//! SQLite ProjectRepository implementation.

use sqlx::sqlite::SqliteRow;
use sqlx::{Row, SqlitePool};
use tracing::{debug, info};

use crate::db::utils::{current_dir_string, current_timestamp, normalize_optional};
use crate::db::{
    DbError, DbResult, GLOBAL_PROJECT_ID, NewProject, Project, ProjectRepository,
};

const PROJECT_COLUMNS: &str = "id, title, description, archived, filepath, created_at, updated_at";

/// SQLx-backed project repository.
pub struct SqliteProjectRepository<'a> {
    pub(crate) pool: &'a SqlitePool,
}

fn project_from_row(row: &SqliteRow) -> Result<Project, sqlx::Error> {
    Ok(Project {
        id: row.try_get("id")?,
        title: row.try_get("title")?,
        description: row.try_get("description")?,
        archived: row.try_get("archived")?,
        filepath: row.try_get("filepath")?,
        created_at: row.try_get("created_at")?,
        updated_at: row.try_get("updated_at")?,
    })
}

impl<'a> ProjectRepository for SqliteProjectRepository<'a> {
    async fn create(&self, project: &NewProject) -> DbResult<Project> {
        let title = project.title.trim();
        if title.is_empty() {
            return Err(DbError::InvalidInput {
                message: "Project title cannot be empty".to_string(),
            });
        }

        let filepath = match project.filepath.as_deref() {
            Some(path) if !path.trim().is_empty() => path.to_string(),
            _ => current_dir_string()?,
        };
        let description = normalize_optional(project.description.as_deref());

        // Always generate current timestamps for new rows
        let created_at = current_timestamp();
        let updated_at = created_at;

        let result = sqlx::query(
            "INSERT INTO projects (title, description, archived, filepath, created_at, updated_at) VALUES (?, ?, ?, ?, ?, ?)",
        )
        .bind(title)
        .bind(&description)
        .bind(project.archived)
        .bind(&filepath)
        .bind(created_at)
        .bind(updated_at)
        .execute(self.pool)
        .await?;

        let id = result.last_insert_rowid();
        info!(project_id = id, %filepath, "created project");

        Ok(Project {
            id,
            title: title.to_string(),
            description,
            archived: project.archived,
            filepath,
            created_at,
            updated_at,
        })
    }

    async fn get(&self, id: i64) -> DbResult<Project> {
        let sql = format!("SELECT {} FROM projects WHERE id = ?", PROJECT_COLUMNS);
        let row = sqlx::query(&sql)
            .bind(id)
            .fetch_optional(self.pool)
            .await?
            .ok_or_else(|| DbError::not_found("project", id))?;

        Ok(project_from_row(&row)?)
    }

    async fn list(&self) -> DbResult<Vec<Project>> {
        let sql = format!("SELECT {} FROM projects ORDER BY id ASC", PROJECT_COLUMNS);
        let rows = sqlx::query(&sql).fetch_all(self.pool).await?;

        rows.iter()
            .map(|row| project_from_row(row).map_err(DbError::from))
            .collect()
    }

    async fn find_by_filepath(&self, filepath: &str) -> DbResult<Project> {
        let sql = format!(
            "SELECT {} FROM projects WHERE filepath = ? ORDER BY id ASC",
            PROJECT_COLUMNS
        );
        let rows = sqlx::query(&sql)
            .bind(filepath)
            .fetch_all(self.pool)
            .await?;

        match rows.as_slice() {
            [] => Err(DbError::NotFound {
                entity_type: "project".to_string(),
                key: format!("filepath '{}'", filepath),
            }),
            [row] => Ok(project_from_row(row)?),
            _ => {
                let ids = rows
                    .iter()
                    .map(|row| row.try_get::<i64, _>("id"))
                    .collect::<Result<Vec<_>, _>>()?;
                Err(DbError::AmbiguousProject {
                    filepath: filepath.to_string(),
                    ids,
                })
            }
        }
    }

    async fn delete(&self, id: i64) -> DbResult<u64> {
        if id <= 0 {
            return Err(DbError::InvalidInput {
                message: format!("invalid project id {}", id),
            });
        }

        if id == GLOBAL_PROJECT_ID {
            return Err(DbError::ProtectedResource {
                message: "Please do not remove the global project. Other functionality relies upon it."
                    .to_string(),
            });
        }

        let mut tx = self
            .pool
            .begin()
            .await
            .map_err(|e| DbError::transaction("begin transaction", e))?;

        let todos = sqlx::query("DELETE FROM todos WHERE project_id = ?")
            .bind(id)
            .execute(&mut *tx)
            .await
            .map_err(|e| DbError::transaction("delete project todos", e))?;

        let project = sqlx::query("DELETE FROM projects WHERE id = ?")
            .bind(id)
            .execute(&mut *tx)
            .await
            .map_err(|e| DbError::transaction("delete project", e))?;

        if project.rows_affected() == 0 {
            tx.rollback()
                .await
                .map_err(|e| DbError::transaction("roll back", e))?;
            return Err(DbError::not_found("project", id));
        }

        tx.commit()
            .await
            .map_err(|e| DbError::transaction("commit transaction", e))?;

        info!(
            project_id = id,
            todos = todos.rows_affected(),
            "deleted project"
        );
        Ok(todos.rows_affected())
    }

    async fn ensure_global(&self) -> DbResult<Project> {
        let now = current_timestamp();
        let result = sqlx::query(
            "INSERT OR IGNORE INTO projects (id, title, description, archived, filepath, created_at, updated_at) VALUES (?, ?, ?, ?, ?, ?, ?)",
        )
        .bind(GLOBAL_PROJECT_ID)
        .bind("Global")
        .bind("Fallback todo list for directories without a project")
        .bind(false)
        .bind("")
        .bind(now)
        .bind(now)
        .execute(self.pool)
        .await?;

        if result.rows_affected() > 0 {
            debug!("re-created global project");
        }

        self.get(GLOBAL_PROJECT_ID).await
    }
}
_ _ _ _ _
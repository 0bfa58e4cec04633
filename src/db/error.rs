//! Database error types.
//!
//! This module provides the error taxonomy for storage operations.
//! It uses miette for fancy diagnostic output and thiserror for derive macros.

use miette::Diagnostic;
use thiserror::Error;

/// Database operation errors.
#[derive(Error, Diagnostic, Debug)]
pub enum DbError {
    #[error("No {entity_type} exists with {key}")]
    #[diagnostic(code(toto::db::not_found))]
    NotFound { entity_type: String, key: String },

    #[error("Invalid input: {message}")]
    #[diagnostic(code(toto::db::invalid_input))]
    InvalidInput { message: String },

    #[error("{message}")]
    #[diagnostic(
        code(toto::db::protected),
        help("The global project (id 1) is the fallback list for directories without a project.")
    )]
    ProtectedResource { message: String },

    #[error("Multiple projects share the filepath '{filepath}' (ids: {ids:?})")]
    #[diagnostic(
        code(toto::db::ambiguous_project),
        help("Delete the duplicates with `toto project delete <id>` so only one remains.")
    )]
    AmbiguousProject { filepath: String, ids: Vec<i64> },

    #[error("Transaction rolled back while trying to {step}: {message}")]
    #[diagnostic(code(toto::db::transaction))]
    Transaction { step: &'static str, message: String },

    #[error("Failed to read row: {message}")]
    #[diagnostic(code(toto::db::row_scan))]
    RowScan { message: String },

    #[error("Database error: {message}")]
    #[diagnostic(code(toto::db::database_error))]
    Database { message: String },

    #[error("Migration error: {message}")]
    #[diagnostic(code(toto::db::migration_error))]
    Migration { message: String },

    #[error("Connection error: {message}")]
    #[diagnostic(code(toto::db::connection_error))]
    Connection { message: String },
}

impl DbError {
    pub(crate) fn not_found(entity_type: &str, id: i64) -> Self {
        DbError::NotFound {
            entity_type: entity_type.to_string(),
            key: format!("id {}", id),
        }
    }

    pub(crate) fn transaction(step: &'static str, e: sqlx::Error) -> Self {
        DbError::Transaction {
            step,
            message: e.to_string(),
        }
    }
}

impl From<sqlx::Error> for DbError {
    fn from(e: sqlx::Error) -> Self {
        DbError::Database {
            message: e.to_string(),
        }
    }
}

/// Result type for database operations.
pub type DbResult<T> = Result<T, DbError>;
_ _ _ _ _
Assignment.
In the material above, find each line that has the string "WHERE" and return it.

Exercise solution.
        let sql = format!("SELECT {} FROM projects WHERE id = ?", PROJECT_COLUMNS);
            "SELECT {} FROM projects WHERE filepath = ? ORDER BY id ASC",
        let todos = sqlx::query("DELETE FROM todos WHERE project_id = ?")
        let project = sqlx::query("DELETE FROM projects WHERE id = ?")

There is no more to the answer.